Beginning with the first line of the data below, reproduce every line unchanged, ending with the line that holds "assert!(ai.nodes().iter().all(|node| node.port() == 8080));".

--- RECORDED INFORMATION ---

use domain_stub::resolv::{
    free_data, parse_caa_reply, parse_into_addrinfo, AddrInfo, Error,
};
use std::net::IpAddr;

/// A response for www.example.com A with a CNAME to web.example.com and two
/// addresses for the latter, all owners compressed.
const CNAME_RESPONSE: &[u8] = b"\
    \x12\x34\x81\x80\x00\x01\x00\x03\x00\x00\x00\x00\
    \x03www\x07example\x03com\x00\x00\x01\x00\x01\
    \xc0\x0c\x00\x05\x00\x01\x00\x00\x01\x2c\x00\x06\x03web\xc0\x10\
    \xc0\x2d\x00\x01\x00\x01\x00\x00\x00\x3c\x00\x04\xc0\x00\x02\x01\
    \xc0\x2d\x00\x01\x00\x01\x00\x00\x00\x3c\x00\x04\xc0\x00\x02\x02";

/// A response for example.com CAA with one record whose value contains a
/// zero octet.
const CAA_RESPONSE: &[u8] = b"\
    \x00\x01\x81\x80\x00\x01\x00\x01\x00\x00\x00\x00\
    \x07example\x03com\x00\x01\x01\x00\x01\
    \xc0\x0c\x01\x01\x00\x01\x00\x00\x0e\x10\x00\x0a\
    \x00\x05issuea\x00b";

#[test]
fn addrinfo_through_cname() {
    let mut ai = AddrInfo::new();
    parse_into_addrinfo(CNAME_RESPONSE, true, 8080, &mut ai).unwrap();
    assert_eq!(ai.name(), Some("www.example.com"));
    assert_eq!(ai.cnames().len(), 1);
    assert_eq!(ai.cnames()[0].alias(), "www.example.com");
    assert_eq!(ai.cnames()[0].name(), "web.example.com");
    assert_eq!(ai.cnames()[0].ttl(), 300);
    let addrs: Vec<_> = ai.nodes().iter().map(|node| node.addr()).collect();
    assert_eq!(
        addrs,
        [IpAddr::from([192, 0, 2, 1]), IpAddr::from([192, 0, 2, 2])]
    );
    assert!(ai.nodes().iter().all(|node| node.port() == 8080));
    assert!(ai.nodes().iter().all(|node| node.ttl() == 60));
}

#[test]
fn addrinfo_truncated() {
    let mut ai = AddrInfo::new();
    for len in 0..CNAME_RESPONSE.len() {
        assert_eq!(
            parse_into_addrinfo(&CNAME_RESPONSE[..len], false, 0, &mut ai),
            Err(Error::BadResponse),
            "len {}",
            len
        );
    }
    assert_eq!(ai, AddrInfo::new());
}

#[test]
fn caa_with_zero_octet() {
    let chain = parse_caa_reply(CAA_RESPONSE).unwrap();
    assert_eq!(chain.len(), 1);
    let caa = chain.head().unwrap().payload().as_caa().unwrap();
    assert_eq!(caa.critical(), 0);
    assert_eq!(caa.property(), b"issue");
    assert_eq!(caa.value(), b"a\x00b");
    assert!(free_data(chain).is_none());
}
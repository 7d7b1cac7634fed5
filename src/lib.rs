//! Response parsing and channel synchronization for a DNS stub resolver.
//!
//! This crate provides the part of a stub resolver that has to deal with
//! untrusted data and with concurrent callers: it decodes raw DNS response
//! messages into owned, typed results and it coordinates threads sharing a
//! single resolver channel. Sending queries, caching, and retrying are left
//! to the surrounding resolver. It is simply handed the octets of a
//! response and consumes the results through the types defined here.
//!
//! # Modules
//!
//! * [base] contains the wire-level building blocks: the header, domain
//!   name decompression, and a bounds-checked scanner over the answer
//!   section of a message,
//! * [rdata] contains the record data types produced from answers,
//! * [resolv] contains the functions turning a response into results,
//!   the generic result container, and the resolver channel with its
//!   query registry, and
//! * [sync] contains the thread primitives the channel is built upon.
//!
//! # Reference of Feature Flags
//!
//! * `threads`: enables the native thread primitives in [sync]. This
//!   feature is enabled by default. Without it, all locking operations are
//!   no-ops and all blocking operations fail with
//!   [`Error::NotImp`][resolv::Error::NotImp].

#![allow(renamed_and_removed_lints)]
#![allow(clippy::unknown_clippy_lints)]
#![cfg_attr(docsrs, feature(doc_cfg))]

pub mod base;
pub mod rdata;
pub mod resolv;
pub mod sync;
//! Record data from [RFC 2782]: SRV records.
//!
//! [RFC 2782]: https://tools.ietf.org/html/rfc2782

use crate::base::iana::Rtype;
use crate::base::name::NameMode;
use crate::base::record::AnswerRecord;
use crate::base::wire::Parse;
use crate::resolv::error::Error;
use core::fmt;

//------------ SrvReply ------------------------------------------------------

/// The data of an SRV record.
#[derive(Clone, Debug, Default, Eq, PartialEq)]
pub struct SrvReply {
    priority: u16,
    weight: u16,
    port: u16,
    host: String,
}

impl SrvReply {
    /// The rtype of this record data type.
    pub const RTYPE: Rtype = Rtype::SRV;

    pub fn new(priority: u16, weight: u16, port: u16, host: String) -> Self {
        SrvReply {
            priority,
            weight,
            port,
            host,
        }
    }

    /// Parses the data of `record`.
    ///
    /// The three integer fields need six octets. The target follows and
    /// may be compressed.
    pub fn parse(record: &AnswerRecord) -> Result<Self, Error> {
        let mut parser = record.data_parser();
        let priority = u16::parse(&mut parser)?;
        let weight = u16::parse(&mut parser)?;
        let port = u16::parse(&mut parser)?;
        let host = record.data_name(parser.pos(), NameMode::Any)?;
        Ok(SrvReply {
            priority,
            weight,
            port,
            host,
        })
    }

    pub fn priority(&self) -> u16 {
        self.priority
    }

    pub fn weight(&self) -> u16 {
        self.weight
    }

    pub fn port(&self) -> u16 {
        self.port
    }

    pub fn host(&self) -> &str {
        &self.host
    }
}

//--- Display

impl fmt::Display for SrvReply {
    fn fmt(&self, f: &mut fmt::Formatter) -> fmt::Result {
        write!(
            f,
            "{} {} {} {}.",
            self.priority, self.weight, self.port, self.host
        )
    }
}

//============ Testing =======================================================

---

FINISHED TASK |
use domain_stub::resolv::{
    free_data, parse_caa_reply, parse_into_addrinfo, AddrInfo, Error,
};
use std::net::IpAddr;

/// A response for www.example.com A with a CNAME to web.example.com and two
/// addresses for the latter, all owners compressed.
const CNAME_RESPONSE: &[u8] = b"\
    \x12\x34\x81\x80\x00\x01\x00\x03\x00\x00\x00\x00\
    \x03www\x07example\x03com\x00\x00\x01\x00\x01\
    \xc0\x0c\x00\x05\x00\x01\x00\x00\x01\x2c\x00\x06\x03web\xc0\x10\
    \xc0\x2d\x00\x01\x00\x01\x00\x00\x00\x3c\x00\x04\xc0\x00\x02\x01\
    \xc0\x2d\x00\x01\x00\x01\x00\x00\x00\x3c\x00\x04\xc0\x00\x02\x02";

/// A response for example.com CAA with one record whose value contains a
/// zero octet.
const CAA_RESPONSE: &[u8] = b"\
    \x00\x01\x81\x80\x00\x01\x00\x01\x00\x00\x00\x00\
    \x07example\x03com\x00\x01\x01\x00\x01\
    \xc0\x0c\x01\x01\x00\x01\x00\x00\x0e\x10\x00\x0a\
    \x00\x05issuea\x00b";

#[test]
fn addrinfo_through_cname() {
    let mut ai = AddrInfo::new();
    parse_into_addrinfo(CNAME_RESPONSE, true, 8080, &mut ai).unwrap();
    assert_eq!(ai.name(), Some("www.example.com"));
    assert_eq!(ai.cnames().len(), 1);
    assert_eq!(ai.cnames()[0].alias(), "www.example.com");
    assert_eq!(ai.cnames()[0].name(), "web.example.com");
    assert_eq!(ai.cnames()[0].ttl(), 300);
    let addrs: Vec<_> = ai.nodes().iter().map(|node| node.addr()).collect();
    assert_eq!(
        addrs,
        [IpAddr::from([192, 0, 2, 1]), IpAddr::from([192, 0, 2, 2])]
    );
    assert!(ai.nodes().iter().all(|node| node.port() == 8080));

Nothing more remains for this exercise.